Словом, поехали - и с тем самым моим маком в руке - доехали - до хлыстовского сенокоса, далеко за Тарусой, в каких-то их разливанных лугах.

- Ай Марина-малина, чего ж ты такая зеленая? Рано встала, голубка? Не проспалась, красавица? - Кирилловны - окружая, оплетая, увлекая, передавая из рук в руки, точно вовлекая меня в какой-то хоровод, все сразу и разом завладевая мной, словно каким-то своим общим хлыстовским сокровищем. Своих - ни папы, ни мамы, ни бонны, ни няни, ни Лёры, ни Андрюши, ни Аси, я в том раю не помню. Я была - их. С ними гребла и растрясала, среди них, движущихся, отлеживалась, с ними ныряла и вновь возникала, как та жучка в бессмертных стихах ("впопыхах!"), с ними ходила на ключ, с ними разводила костер, с ними пила чай из огромной цветной чашки, как они, отгрызая сахар, с ними бы…

"Маринушка, красавица, оставайся с нами, будешь наша дочка, в саду с нами жить будешь, песни наши будешь петь…" - "Мама не позволит". - "А ты бы осталась?" Молчу. "Ну, конечно бы не осталась - мамашу жалко.

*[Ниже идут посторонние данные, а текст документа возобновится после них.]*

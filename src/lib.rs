// src/lib.rs

pub mod c_api;
pub mod config;
pub mod conformance;
pub mod core;
pub mod error;
pub mod learning;
pub mod persistence;

pub use crate::config::Config;
pub use crate::core::engine::{Normalizer, DEFAULT_OVERRIDES};
pub use crate::core::rules::{FrenchRules, TextRules};
pub use crate::core::store::{LookupStore, Table};
pub use crate::core::types::{ResolvedForm, Stage};
pub use crate::error::{NormError, Result};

Она тебя небось во-он как любит?" Молчу. "Небось, и за деньги не отдаст?" - "А мы мамашу и не спросим, сами увезем! - какая-то помоложе. - Увезем и запрем у себя в саду и никого пускать не будем. Так и будет она жить с нами за плетнем. (Во мне начинает загораться дикая жгучая несбыточная безнадежная надежда: а вдруг?) Вишни с нами будешь брать, Машей тебя будем звать…" - та же, певуче. "Не бойся, голубка, - постарше, приняв мой восторг за испуг, никто тебя не возьмет, а придешь ты к нам в гости в Тарусу с папашей и с мамашей, али с нянькой - небось каждый воскресный день мимо ходите, все на вас смотрим, вы-то нас не видите, а мы-то все-о видим, всех… В белом платье придешь пикеевом, нарядная, в башмачках на пуговках…" - "А мы тебя оденем в на-аше! - подхватывает та певучая неугомонная, - в черную ря-ску, в белый платочек, и волоса твои отрастим, коса будет…" - "Да что ты ее, сестрица, страшишь! Еще впрямь поверит! Каждому своя судьба. Она и так наша будет, - гостья наша мечтáнная, дочка мысленная…"

И, обняв, прижав, подняв, поддав - ух! на воз, на гору, в море, под небо, откуда все сразу видно: и папа в чесучовом пиджаке, и мама в красном платочке, и Августа Ивановна в тирольском, и желтый костер, и самые далекие зализы песка на Оке…

Я бы хотела лежать на тарусском хлыстовском кладбище, под кустом бузины, в одной из тех могил с серебряным голубем, где растет самая красная и крупная в наших местах земляника.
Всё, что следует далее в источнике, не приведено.